Randall B Kester, of Portland, argued the cause for appellant. With him on the brief were James J. Kennedy and Maguire, Shields Morrison & Bailey, of Portland.
Before LUSK, C. J., and BRAND, BELT, ROSSMAN and HAY, JJ.
Plaintiff, a minor by her guardian ad litem, recovered a judgment for personal injuries sustained in an automobile accident which occurred while the plaintiff was the occupant of an automobile driven by the defendant. The defendant has appealed, assigning as error the court's denial of his motion for a directed verdict.
The sole question for decision is whether the plaintiff, at the time of the accident was being transported by the defendant as his 'guest', as that word is used in § 115-1001 O.C.L.A. If so, then the defendant was entitled to a directed verdict, for there is no evidence that the accident was intentional on his part or caused by his gross negligence or intoxication, or his reckless disregard of the rights of others. If, however, the plaintiff was not a guest, but sustained some other relation to the defendant, the court was right in submitting the question of the defendant's ordinary negligence to the jury and the judgment should be affirmed.
The controlling facts are not in dispute. At the time of her injury the plaintiff, Dolores Kudrna, was four years of age. The defendant is her uncle, the brother of her mother, who was killed in the accident. The automobile was owned by the child's father. An appointment had been arranged for Dolores with a doctor in Eugene, and the trip was made for the purpose of keeping this appointment. Mrs. Kudrna did not drive the car because she had no driver's license, and the defendant drove at the request of both Mr. and Mrs. Kudrna as a 'family courtesy'. En route to Eugene the right rear wheel of the car got onto the shoulder of the highway. In the driver's effort to bring it back onto the pavement the car went out of control and crashed on the other side of the road.
The statute reads: 'No person transported by the owner or operator of a motor vehicle as his guest without payment for such transportation shall have a cause of action for damages against such owner or operator for injury, death or loss, in case of accident, unless such accident shall have been intentional on the part of said owner or operator or caused by his gross negligence or intoxication or his reckless disregard of the rights of others.' § 115-1001, O.C.L.A.
At the trial counsel for the plaintiff contended, as we are advised, that the guest relationship depends upon the existence of a contract between the owner or operator of the car and the person transported, and that, as the plaintiff was a minor and incapable of contracting, the relationship did not and could not arise. That position has now been abandoned, rightly as we think, and the contention here is that a child only four years of age is incapable of being a guest because such a child is too young voluntarily to assume that relationship.

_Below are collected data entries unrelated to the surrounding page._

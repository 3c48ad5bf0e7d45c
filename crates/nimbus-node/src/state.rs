// Copyright 2025 Neuraville Inc.
// SPDX-License-Identifier: Apache-2.0

use core::fmt;

/// Duty-cycle controller state
#[derive(Debug, Clone, Copy, PartialEq, Eq, Hash)]
pub enum CycleState {
    Init,
    Capturing,
    Extracting,
    Inferring,
    Classifying,
    Transmitting,
    Sleeping,
}

impl CycleState {
    /// The states one full cycle passes through, in order
    pub const CYCLE: [CycleState; 6] = [
        CycleState::Capturing,
        CycleState::Extracting,
        CycleState::Inferring,
        CycleState::Classifying,
        CycleState::Transmitting,
        CycleState::Sleeping,
    ];

    pub fn name(self) -> &'static str {
        match self {
            CycleState::Init => "INIT",
            CycleState::Capturing => "CAPTURING",
            CycleState::Extracting => "EXTRACTING",
            CycleState::Inferring => "INFERRING",
            CycleState::Classifying => "CLASSIFYING",
            CycleState::Transmitting => "TRANSMITTING",
            CycleState::Sleeping => "SLEEPING",
        }
    }

    /// Successor in the cycle. There is no terminal state.
    pub fn next(self) -> CycleState {
        match self {
            CycleState::Init => CycleState::Capturing,
            CycleState::Capturing => CycleState::Extracting,
            CycleState::Extracting => CycleState::Inferring,
            CycleState::Inferring => CycleState::Classifying,
            CycleState::Classifying => CycleState::Transmitting,
            CycleState::Transmitting => CycleState::Sleeping,
            CycleState::Sleeping => CycleState::Capturing,
        }
    }
}

impl fmt::Display for CycleState {
    fn fmt(&self, f: &mut fmt::Formatter<'_>) -> fmt::Result {
        f.write_str(self.name())
    }
}

/// Hook called on every state entry
pub trait CycleObserver {
    fn on_state(&mut self, state: CycleState);
}

impl<F: FnMut(CycleState)> CycleObserver for F {
    fn on_state(&mut self, state: CycleState) {
        self(state)
    }
}

#[cfg(test)]
mod tests {
    use super::*;

    #[test]
    fn test_cycle_wraps_without_terminal_state() {
        let mut state = CycleState::Init;
        let mut seen = Vec::new();
        for _ in 0..13 {
            state = state.next();
            seen.push(state);
        }
        assert_eq!(&seen[..6], &CycleState::CYCLE);
        assert_eq!(&seen[6..12], &CycleState::CYCLE);
        assert_eq!(seen[12], CycleState::Capturing);
    }

    #[test]
    fn test_names() {
        assert_eq!(CycleState::Transmitting.to_string(), "TRANSMITTING");
        assert_eq!(CycleState::Init.name(), "INIT");
    }
}
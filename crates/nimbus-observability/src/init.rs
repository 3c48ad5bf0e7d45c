// Copyright 2025 Neuraville Inc.
// SPDX-License-Identifier: Apache-2.0

//! Unified logging initialization
//!
//! Console output always; with the `file-logging` feature and a `log_dir`,
//! an additional JSON log per run:
//! ```text
//! ./logs/
//!   └── run_20250101_120000/
//!       └── nimbus.log
//! ```

use std::path::{Path, PathBuf};

use anyhow::{Context, Result};
use tracing_subscriber::layer::SubscriberExt;
use tracing_subscriber::util::SubscriberInitExt;
use tracing_subscriber::{EnvFilter, Layer, Registry};

use crate::cli::CrateDebugFlags;
use crate::config::{LogFormat, LoggingOptions};

/// Keeps background log writers alive; flushes on drop
pub struct LoggingGuard {
    #[cfg(feature = "file-logging")]
    _file_guard: Option<tracing_appender::non_blocking::WorkerGuard>,
    log_dir: Option<PathBuf>,
}

impl LoggingGuard {
    /// Run folder receiving the JSON log, if file logging is active
    pub fn log_dir(&self) -> Option<&Path> {
        self.log_dir.as_deref()
    }
}

fn env_filter(directives: &str) -> Result<EnvFilter> {
    EnvFilter::try_new(directives)
        .with_context(|| format!("Invalid log filter directives: {}", directives))
}

/// Install the global subscriber
///
/// # Arguments
/// * `debug_flags` - Per-crate debug flags; listed crates log at debug
/// * `options` - Base level, console format and optional file output
///
/// # Errors
/// Fails on an unparsable level, an unwritable log directory, or when a
/// global subscriber is already installed.
pub fn init_logging(debug_flags: &CrateDebugFlags, options: &LoggingOptions) -> Result<LoggingGuard> {
    let directives = debug_flags.to_filter_string_with(&options.level);

    let mut layers = Vec::new();

    let console_layer = match options.format {
        LogFormat::Text => tracing_subscriber::fmt::layer()
            .with_target(false)
            .with_file(false)
            .with_line_number(false)
            .with_filter(env_filter(&directives)?)
            .boxed(),
        LogFormat::Json => tracing_subscriber::fmt::layer()
            .json()
            .with_target(true)
            .with_filter(env_filter(&directives)?)
            .boxed(),
    };
    layers.push(console_layer);

    #[cfg(feature = "file-logging")]
    let mut file_guard = None;
    #[cfg_attr(not(feature = "file-logging"), allow(unused_mut))]
    let mut log_dir = None;

    if let Some(base_log_dir) = &options.log_dir {
        #[cfg(feature = "file-logging")]
        {
            let timestamp = chrono::Utc::now().format("%Y%m%d_%H%M%S");
            let run_folder = base_log_dir.join(format!("run_{}", timestamp));
            std::fs::create_dir_all(&run_folder).with_context(|| {
                format!("Failed to create log directory: {}", run_folder.display())
            })?;
            cleanup_old_runs(base_log_dir, options.retention_runs)?;

            let appender = tracing_appender::rolling::never(&run_folder, "nimbus.log");
            let (non_blocking, guard) = tracing_appender::non_blocking(appender);
            file_guard = Some(guard);

            layers.push(
                tracing_subscriber::fmt::layer()
                    .with_writer(non_blocking)
                    .with_target(true)
                    .with_file(true)
                    .with_line_number(true)
                    .json()
                    .with_filter(env_filter(&directives)?)
                    .boxed(),
            );
            log_dir = Some(run_folder);
        }
        #[cfg(not(feature = "file-logging"))]
        {
            eprintln!(
                "Warning: log_dir {} ignored (built without the file-logging feature)",
                base_log_dir.display()
            );
        }
    }

    Registry::default()
        .with(layers)
        .try_init()
        .context("A global tracing subscriber is already installed")?;

    Ok(LoggingGuard {
        #[cfg(feature = "file-logging")]
        _file_guard: file_guard,
        log_dir,
    })
}

/// Initialize console logging with default settings
pub fn init_logging_default(debug_flags: &CrateDebugFlags) -> Result<LoggingGuard> {
    init_logging(debug_flags, &LoggingOptions::default())
}

/// Delete all but the `keep` newest `run_*` folders under `base_log_dir`.
///
/// Folder names embed a sortable timestamp, so name order is age order.
pub fn cleanup_old_runs(base_log_dir: &Path, keep: usize) -> Result<()> {
    if !base_log_dir.exists() {
        return Ok(());
    }

    let mut runs: Vec<PathBuf> = std::fs::read_dir(base_log_dir)?
        .filter_map(|entry| entry.ok().map(|e| e.path()))
        .filter(|path| {
            path.is_dir()
                && path
                    .file_name()
                    .and_then(|n| n.to_str())
                    .is_some_and(|n| n.starts_with("run_"))
        })
        .collect();
    runs.sort();

    let excess = runs.len().saturating_sub(keep);
    for path in runs.iter().take(excess) {
        if let Err(e) = std::fs::remove_dir_all(path) {
            eprintln!(
                "Warning: Failed to remove old log directory {}: {}",
                path.display(),
                e
            );
        }
    }
    Ok(())
}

There is no Oregon case directly on the point, though there are several decisions in which minors were treated as guests. Lawry v. McKennie, 177 Or. 604, 164 P.2d 444 (twelve-year-old girl); Cockerham v. Potts, 143 Or. 80, 20 P.2d 423 (nine-year-old boy); Rauch v. Stecklein, 142 Or. 286, 20 P.2d 387 (nineteen-year-old boy). In none of them, however, was the question of their status drawn in issue or discussed, and in none was the guest a very young child. They throw no light on the question.
Referring to the evils which brought about the enactment of the guest statute, we said in Albrecht v. Safeway Stores, Inc., 159 Or. 331, 336, 80 P.2d 62, 65: '* * * It was not considered just that one who accepts the kindness or hospitality of an automobile owner or operator, in extending an invitation to ride, should recover damages for personal injuries unless the same resulted from gross negligence, intoxication, or an intentional wrong.'
See, to the same effect, Crawford v. Foster, 110 Cal.App. 81, 87, 293 P. 841; Chaplowe v. Powsner, 119 Conn. 188, 175 A. 470, 471, 95 A.L.R. 1177.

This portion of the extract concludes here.